**AIM OF THE EXERCISE:** All entries should be output exactly as they stand.

+++

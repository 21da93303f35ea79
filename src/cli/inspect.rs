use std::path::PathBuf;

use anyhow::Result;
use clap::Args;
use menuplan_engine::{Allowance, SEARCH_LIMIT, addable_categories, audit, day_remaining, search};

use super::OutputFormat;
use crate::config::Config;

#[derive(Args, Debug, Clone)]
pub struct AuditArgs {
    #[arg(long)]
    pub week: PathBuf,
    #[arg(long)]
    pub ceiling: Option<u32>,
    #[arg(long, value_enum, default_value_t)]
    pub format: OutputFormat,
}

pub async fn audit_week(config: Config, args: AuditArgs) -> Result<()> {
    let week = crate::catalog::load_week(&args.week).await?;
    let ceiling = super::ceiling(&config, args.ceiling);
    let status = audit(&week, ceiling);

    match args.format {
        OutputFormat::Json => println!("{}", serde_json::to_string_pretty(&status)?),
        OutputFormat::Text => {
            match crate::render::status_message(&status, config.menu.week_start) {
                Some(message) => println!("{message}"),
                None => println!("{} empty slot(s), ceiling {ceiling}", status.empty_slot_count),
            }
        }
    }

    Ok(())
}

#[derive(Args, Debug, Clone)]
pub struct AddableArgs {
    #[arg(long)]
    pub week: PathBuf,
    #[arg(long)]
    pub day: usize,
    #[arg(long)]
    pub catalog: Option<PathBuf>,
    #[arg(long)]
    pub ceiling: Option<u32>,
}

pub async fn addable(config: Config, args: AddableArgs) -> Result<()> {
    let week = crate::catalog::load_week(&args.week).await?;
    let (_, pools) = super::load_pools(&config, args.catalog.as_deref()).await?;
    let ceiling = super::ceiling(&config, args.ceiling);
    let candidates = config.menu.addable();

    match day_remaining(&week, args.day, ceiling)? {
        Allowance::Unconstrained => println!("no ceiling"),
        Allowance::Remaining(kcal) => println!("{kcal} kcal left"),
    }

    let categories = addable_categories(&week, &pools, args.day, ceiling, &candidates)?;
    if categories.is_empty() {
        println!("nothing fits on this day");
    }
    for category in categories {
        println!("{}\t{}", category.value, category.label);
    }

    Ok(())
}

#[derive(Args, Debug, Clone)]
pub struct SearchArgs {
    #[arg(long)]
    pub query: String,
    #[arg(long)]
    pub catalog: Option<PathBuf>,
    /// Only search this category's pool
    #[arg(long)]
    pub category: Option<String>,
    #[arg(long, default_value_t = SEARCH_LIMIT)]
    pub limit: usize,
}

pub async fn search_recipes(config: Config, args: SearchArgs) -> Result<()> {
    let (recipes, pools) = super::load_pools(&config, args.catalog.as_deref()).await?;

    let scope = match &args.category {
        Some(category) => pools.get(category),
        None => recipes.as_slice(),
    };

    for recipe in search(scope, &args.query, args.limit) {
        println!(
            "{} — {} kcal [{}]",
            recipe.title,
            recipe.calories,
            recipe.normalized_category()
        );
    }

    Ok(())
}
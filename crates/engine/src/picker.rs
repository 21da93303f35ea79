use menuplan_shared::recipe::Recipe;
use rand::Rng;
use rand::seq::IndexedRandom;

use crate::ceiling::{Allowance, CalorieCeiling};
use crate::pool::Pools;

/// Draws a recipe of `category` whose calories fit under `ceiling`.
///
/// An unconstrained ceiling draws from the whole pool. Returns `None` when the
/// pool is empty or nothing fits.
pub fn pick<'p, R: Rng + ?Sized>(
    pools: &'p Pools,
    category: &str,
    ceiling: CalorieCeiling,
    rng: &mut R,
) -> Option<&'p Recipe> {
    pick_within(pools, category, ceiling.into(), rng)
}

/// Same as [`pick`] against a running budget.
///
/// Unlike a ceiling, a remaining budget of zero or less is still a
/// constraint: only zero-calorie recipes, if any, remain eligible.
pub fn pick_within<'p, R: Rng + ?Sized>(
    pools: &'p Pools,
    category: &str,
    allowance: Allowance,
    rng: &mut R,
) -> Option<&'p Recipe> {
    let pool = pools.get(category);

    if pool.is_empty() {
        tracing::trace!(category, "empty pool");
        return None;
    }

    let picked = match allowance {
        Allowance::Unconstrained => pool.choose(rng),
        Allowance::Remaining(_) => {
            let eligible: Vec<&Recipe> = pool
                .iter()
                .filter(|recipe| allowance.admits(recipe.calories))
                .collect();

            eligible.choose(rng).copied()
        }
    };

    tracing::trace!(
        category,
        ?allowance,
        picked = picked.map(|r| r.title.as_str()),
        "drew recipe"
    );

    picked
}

+++

**SOLUTION BELOW:**
repository 21da93303f35ea79
filename src/cli/inspect.rs
use std::path::PathBuf;

use anyhow::Result;
use clap::Args;
use menuplan_engine::{Allowance, SEARCH_LIMIT, addable_categories, audit, day_remaining, search};

use super::OutputFormat;
use crate::config::Config;

#[derive(Args, Debug, Clone)]
pub struct AuditArgs {
    #[arg(long)]
    pub week: PathBuf,
    #[arg(long)]
    pub ceiling: Option<u32>,
    #[arg(long, value_enum, default_value_t)]
    pub format: OutputFormat,
}

pub async fn audit_week(config: Config, args: AuditArgs) -> Result<()> {
    let week = crate::catalog::load_week(&args.week).await?;
    let ceiling = super::ceiling(&config, args.ceiling);
    let status = audit(&week, ceiling);

    match args.format {
        OutputFormat::Json => println!("{}", serde_json::to_string_pretty(&status)?),
        OutputFormat::Text => {
            match crate::render::status_message(&status, config.menu.week_start) {
                Some(message) => println!("{message}"),
                None => println!("{} empty slot(s), ceiling {ceiling}", status.empty_slot_count),
            }
        }
    }

    Ok(())
}

#[derive(Args, Debug, Clone)]
pub struct AddableArgs {
    #[arg(long)]
    pub week: PathBuf,
    #[arg(long)]
    pub day: usize,
    #[arg(long)]
    pub catalog: Option<PathBuf>,
    #[arg(long)]
    pub ceiling: Option<u32>,
}

pub async fn addable(config: Config, args: AddableArgs) -> Result<()> {
    let week = crate::catalog::load_week(&args.week).await?;
    let (_, pools) = super::load_pools(&config, args.catalog.as_deref()).await?;
    let ceiling = super::ceiling(&config, args.ceiling);
    let candidates = config.menu.addable();

    match day_remaining(&week, args.day, ceiling)? {
        Allowance::Unconstrained => println!("no ceiling"),
        Allowance::Remaining(kcal) => println!("{kcal} kcal left"),
    }

    let categories = addable_categories(&week, &pools, args.day, ceiling, &candidates)?;
    if categories.is_empty() {
        println!("nothing fits on this day");
    }
    for category in categories {
        println!("{}\t{}", category.value, category.label);
    }

    Ok(())
}

#[derive(Args, Debug, Clone)]
pub struct SearchArgs {
    #[arg(long)]
    pub query: String,
    #[arg(long)]
    pub catalog: Option<PathBuf>,
    /// Only search this category's pool
    #[arg(long)]
    pub category: Option<String>,
    #[arg(long, default_value_t = SEARCH_LIMIT)]
    pub limit: usize,
}

pub async fn search_recipes(config: Config, args: SearchArgs) -> Result<()> {
    let (recipes, pools) = super::load_pools(&config, args.catalog.as_deref()).await?;

    let scope = match &args.category {
        Some(category) => pools.get(category),
        None => recipes.as_slice(),
    };

    for recipe in search(scope, &args.query, args.limit) {
        println!(
            "{} — {} kcal [{}]",
            recipe.title,
            recipe.calories,
            recipe.normalized_category()
        );
    }

    Ok(())
}
filename crates/engine/src/picker.rs
repository 21da93303f35ea79
use menuplan_shared::recipe::Recipe;
use rand::Rng;
use rand::seq::IndexedRandom;

use crate::ceiling::{Allowance, CalorieCeiling};
use crate::pool::Pools;

/// Draws a recipe of `category` whose calories fit under `ceiling`.
///
/// An unconstrained ceiling draws from the whole pool. Returns `None` when the
/// pool is empty or nothing fits.
pub fn pick<'p, R: Rng + ?Sized>(
    pools: &'p Pools,
    category: &str,
    ceiling: CalorieCeiling,
    rng: &mut R,
) -> Option<&'p Recipe> {
    pick_within(pools, category, ceiling.into(), rng)
}

/// Same as [`pick`] against a running budget.
///
/// Unlike a ceiling, a remaining budget of zero or less is still a
/// constraint: only zero-calorie recipes, if any, remain eligible.
pub fn pick_within<'p, R: Rng + ?Sized>(
    pools: &'p Pools,
    category: &str,
    allowance: Allowance,
    rng: &mut R,
) -> Option<&'p Recipe> {
    let pool = pools.get(category);

    if pool.is_empty() {
        tracing::trace!(category, "empty pool");
        return None;
    }

    let picked = match allowance {
        Allowance::Unconstrained => pool.choose(rng),
        Allowance::Remaining(_) => {
            let eligible: Vec<&Recipe> = pool
                .iter()
                .filter(|recipe| allowance.admits(recipe.calories))
                .collect();

            eligible.choose(rng).copied()
        }
    };

    tracing::trace!(
        category,
        ?allowance,
        picked = picked.map(|r| r.title.as_str()),
        "drew recipe"
    );

    picked
}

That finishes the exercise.